Source data
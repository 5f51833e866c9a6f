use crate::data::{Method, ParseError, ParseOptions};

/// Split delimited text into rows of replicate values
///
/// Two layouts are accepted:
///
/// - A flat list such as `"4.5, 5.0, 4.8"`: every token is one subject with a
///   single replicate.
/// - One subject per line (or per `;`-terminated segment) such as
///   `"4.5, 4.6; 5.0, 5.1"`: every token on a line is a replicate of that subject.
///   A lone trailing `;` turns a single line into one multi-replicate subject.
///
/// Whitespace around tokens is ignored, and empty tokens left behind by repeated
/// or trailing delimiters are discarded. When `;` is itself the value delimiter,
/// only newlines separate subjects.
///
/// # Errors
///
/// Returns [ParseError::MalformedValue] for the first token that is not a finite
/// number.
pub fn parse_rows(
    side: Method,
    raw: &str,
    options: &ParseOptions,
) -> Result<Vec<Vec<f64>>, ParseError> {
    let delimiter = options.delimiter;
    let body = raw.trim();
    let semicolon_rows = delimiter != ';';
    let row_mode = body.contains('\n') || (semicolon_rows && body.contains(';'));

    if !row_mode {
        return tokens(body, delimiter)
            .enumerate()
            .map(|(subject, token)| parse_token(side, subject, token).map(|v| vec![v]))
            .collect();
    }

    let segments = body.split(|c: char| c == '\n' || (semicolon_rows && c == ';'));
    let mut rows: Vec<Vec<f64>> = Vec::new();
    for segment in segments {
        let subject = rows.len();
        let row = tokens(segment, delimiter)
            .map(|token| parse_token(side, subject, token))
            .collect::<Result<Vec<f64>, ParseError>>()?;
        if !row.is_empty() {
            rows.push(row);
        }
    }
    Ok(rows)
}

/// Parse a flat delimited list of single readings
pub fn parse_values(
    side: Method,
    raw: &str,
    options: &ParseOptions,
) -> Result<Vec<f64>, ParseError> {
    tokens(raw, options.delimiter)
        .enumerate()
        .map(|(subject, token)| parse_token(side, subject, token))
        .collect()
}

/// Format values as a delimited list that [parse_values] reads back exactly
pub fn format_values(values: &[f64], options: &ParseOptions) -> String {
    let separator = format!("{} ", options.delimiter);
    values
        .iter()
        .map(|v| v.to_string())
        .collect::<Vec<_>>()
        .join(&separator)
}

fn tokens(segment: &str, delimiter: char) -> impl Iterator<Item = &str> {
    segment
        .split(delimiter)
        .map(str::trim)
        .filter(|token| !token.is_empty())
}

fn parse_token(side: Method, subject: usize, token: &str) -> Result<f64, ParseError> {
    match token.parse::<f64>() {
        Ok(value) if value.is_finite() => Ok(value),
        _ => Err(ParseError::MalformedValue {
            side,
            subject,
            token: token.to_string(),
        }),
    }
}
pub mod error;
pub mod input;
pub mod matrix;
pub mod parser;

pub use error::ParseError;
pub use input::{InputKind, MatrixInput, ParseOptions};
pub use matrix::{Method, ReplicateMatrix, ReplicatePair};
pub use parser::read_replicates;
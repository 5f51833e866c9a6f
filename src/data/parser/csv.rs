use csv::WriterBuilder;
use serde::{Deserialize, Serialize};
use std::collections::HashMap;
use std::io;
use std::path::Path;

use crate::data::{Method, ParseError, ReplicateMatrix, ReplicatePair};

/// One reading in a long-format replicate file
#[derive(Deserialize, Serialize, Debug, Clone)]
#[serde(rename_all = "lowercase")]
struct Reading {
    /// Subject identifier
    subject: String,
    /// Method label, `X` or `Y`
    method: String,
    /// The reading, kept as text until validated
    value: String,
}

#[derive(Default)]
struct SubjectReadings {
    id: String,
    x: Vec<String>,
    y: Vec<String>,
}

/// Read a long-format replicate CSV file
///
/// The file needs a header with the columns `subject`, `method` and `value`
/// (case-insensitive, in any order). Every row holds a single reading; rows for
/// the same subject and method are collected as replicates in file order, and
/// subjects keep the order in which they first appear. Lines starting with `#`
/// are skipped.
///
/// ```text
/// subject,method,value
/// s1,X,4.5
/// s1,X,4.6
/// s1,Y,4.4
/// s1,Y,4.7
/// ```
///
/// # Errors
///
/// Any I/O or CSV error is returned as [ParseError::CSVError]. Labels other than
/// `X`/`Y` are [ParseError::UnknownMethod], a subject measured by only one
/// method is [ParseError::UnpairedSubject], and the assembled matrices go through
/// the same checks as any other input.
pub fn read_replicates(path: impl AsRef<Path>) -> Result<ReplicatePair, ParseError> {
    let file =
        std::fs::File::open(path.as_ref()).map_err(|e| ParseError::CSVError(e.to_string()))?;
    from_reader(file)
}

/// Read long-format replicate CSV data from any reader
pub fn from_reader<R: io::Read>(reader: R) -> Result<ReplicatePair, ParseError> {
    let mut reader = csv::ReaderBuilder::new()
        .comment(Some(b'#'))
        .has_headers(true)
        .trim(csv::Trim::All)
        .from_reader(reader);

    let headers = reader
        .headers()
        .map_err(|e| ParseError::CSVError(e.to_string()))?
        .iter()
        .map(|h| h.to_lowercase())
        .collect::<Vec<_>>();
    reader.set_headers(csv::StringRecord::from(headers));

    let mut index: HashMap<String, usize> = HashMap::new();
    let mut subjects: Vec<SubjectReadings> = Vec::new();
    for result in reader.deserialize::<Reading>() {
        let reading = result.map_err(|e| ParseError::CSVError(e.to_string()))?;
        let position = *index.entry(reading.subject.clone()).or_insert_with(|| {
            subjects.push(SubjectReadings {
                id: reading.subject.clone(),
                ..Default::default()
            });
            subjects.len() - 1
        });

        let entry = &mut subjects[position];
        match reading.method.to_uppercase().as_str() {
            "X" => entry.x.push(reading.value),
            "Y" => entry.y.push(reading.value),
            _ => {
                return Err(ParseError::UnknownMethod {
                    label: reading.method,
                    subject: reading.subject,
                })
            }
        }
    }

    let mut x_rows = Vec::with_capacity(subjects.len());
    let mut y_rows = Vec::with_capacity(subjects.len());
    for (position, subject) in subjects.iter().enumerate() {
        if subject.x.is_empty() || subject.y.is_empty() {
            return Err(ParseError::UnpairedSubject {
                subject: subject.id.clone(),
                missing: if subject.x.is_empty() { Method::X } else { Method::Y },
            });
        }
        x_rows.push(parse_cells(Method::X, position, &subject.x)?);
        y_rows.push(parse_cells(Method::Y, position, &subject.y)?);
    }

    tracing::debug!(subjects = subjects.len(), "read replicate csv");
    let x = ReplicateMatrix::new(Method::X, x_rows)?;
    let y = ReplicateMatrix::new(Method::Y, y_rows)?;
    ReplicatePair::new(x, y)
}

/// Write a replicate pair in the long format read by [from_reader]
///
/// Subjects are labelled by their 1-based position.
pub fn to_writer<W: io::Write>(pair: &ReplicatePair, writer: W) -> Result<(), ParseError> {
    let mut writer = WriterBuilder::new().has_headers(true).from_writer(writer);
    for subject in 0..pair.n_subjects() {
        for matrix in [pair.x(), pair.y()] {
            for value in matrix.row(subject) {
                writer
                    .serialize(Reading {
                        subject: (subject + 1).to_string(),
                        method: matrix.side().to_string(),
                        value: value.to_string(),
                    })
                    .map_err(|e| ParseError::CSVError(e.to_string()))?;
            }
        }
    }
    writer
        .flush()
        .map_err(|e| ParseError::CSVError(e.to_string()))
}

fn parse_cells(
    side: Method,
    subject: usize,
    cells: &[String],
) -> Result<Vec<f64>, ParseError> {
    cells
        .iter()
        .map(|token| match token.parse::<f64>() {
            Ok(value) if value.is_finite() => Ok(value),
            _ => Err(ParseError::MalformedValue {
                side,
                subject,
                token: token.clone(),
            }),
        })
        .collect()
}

Task: The records above need to be retyped in full, exactly as given.

Reply:
repository 5f51833e866c9a6f
use crate::data::{Method, ParseError, ParseOptions};

/// Split delimited text into rows of replicate values
///
/// Two layouts are accepted:
///
/// - A flat list such as `"4.5, 5.0, 4.8"`: every token is one subject with a
///   single replicate.
/// - One subject per line (or per `;`-terminated segment) such as
///   `"4.5, 4.6; 5.0, 5.1"`: every token on a line is a replicate of that subject.
///   A lone trailing `;` turns a single line into one multi-replicate subject.
///
/// Whitespace around tokens is ignored, and empty tokens left behind by repeated
/// or trailing delimiters are discarded. When `;` is itself the value delimiter,
/// only newlines separate subjects.
///
/// # Errors
///
/// Returns [ParseError::MalformedValue] for the first token that is not a finite
/// number.
pub fn parse_rows(
    side: Method,
    raw: &str,
    options: &ParseOptions,
) -> Result<Vec<Vec<f64>>, ParseError> {
    let delimiter = options.delimiter;
    let body = raw.trim();
    let semicolon_rows = delimiter != ';';
    let row_mode = body.contains('\n') || (semicolon_rows && body.contains(';'));

    if !row_mode {
        return tokens(body, delimiter)
            .enumerate()
            .map(|(subject, token)| parse_token(side, subject, token).map(|v| vec![v]))
            .collect();
    }

    let segments = body.split(|c: char| c == '\n' || (semicolon_rows && c == ';'));
    let mut rows: Vec<Vec<f64>> = Vec::new();
    for segment in segments {
        let subject = rows.len();
        let row = tokens(segment, delimiter)
            .map(|token| parse_token(side, subject, token))
            .collect::<Result<Vec<f64>, ParseError>>()?;
        if !row.is_empty() {
            rows.push(row);
        }
    }
    Ok(rows)
}

/// Parse a flat delimited list of single readings
pub fn parse_values(
    side: Method,
    raw: &str,
    options: &ParseOptions,
) -> Result<Vec<f64>, ParseError> {
    tokens(raw, options.delimiter)
        .enumerate()
        .map(|(subject, token)| parse_token(side, subject, token))
        .collect()
}

/// Format values as a delimited list that [parse_values] reads back exactly
pub fn format_values(values: &[f64], options: &ParseOptions) -> String {
    let separator = format!("{} ", options.delimiter);
    values
        .iter()
        .map(|v| v.to_string())
        .collect::<Vec<_>>()
        .join(&separator)
}

fn tokens(segment: &str, delimiter: char) -> impl Iterator<Item = &str> {
    segment
        .split(delimiter)
        .map(str::trim)
        .filter(|token| !token.is_empty())
}

fn parse_token(side: Method, subject: usize, token: &str) -> Result<f64, ParseError> {
    match token.parse::<f64>() {
        Ok(value) if value.is_finite() => Ok(value),
        _ => Err(ParseError::MalformedValue {
            side,
            subject,
            token: token.to_string(),
        }),
    }
}
pub mod error;
pub mod input;
pub mod matrix;
pub mod parser;

pub use error::ParseError;
pub use input::{InputKind, MatrixInput, ParseOptions};
pub use matrix::{Method, ReplicateMatrix, ReplicatePair};
pub use parser::read_replicates;
repository 5f51833e866c9a6f
filename src/data/parser/csv.rs
use csv::WriterBuilder;
use serde::{Deserialize, Serialize};
use std::collections::HashMap;
use std::io;
use std::path::Path;

use crate::data::{Method, ParseError, ReplicateMatrix, ReplicatePair};

/// One reading in a long-format replicate file
#[derive(Deserialize, Serialize, Debug, Clone)]
#[serde(rename_all = "lowercase")]
struct Reading {
    /// Subject identifier
    subject: String,
    /// Method label, `X` or `Y`
    method: String,
    /// The reading, kept as text until validated
    value: String,
}

#[derive(Default)]
struct SubjectReadings {
    id: String,
    x: Vec<String>,
    y: Vec<String>,
}

/// Read a long-format replicate CSV file
///
/// The file needs a header with the columns `subject`, `method` and `value`
/// (case-insensitive, in any order). Every row holds a single reading; rows for
/// the same subject and method are collected as replicates in file order, and
/// subjects keep the order in which they first appear. Lines starting with `#`
/// are skipped.
///
/// ```text
/// subject,method,value
/// s1,X,4.5
/// s1,X,4.6
/// s1,Y,4.4
/// s1,Y,4.7
/// ```
///
/// # Errors
///
/// Any I/O or CSV error is returned as [ParseError::CSVError]. Labels other than
/// `X`/`Y` are [ParseError::UnknownMethod], a subject measured by only one
/// method is [ParseError::UnpairedSubject], and the assembled matrices go through
/// the same checks as any other input.
pub fn read_replicates(path: impl AsRef<Path>) -> Result<ReplicatePair, ParseError> {
    let file =
        std::fs::File::open(path.as_ref()).map_err(|e| ParseError::CSVError(e.to_string()))?;
    from_reader(file)
}

/// Read long-format replicate CSV data from any reader
pub fn from_reader<R: io::Read>(reader: R) -> Result<ReplicatePair, ParseError> {
    let mut reader = csv::ReaderBuilder::new()
        .comment(Some(b'#'))
        .has_headers(true)
        .trim(csv::Trim::All)
        .from_reader(reader);

    let headers = reader
        .headers()
        .map_err(|e| ParseError::CSVError(e.to_string()))?
        .iter()
        .map(|h| h.to_lowercase())
        .collect::<Vec<_>>();
    reader.set_headers(csv::StringRecord::from(headers));

    let mut index: HashMap<String, usize> = HashMap::new();
    let mut subjects: Vec<SubjectReadings> = Vec::new();
    for result in reader.deserialize::<Reading>() {
        let reading = result.map_err(|e| ParseError::CSVError(e.to_string()))?;
        let position = *index.entry(reading.subject.clone()).or_insert_with(|| {
            subjects.push(SubjectReadings {
                id: reading.subject.clone(),
                ..Default::default()
            });
            subjects.len() - 1
        });

        let entry = &mut subjects[position];
        match reading.method.to_uppercase().as_str() {
            "X" => entry.x.push(reading.value),
            "Y" => entry.y.push(reading.value),
            _ => {
                return Err(ParseError::UnknownMethod {
                    label: reading.method,
                    subject: reading.subject,
                })
            }
        }
    }

    let mut x_rows = Vec::with_capacity(subjects.len());
    let mut y_rows = Vec::with_capacity(subjects.len());
    for (position, subject) in subjects.iter().enumerate() {
        if subject.x.is_empty() || subject.y.is_empty() {
            return Err(ParseError::UnpairedSubject {
                subject: subject.id.clone(),
                missing: if subject.x.is_empty() { Method::X } else { Method::Y },
            });
        }
        x_rows.push(parse_cells(Method::X, position, &subject.x)?);
        y_rows.push(parse_cells(Method::Y, position, &subject.y)?);
    }

    tracing::debug!(subjects = subjects.len(), "read replicate csv");
    let x = ReplicateMatrix::new(Method::X, x_rows)?;
    let y = ReplicateMatrix::new(Method::Y, y_rows)?;
    ReplicatePair::new(x, y)
}

/// Write a replicate pair in the long format read by [from_reader]
///
/// Subjects are labelled by their 1-based position.
pub fn to_writer<W: io::Write>(pair: &ReplicatePair, writer: W) -> Result<(), ParseError> {
    let mut writer = WriterBuilder::new().has_headers(true).from_writer(writer);
    for subject in 0..pair.n_subjects() {
        for matrix in [pair.x(), pair.y()] {
            for value in matrix.row(subject) {
                writer
                    .serialize(Reading {
                        subject: (subject + 1).to_string(),
                        method: matrix.side().to_string(),
                        value: value.to_string(),
                    })
                    .map_err(|e| ParseError::CSVError(e.to_string()))?;
            }
        }
    }
    writer
        .flush()
        .map_err(|e| ParseError::CSVError(e.to_string()))
}

fn parse_cells(
    side: Method,
    subject: usize,
    cells: &[String],
) -> Result<Vec<f64>, ParseError> {
    cells
        .iter()
        .map(|token| match token.parse::<f64>() {
            Ok(value) if value.is_finite() => Ok(value),
            _ => Err(ParseError::MalformedValue {
                side,
                subject,
                token: token.clone(),
            }),
        })
        .collect()
}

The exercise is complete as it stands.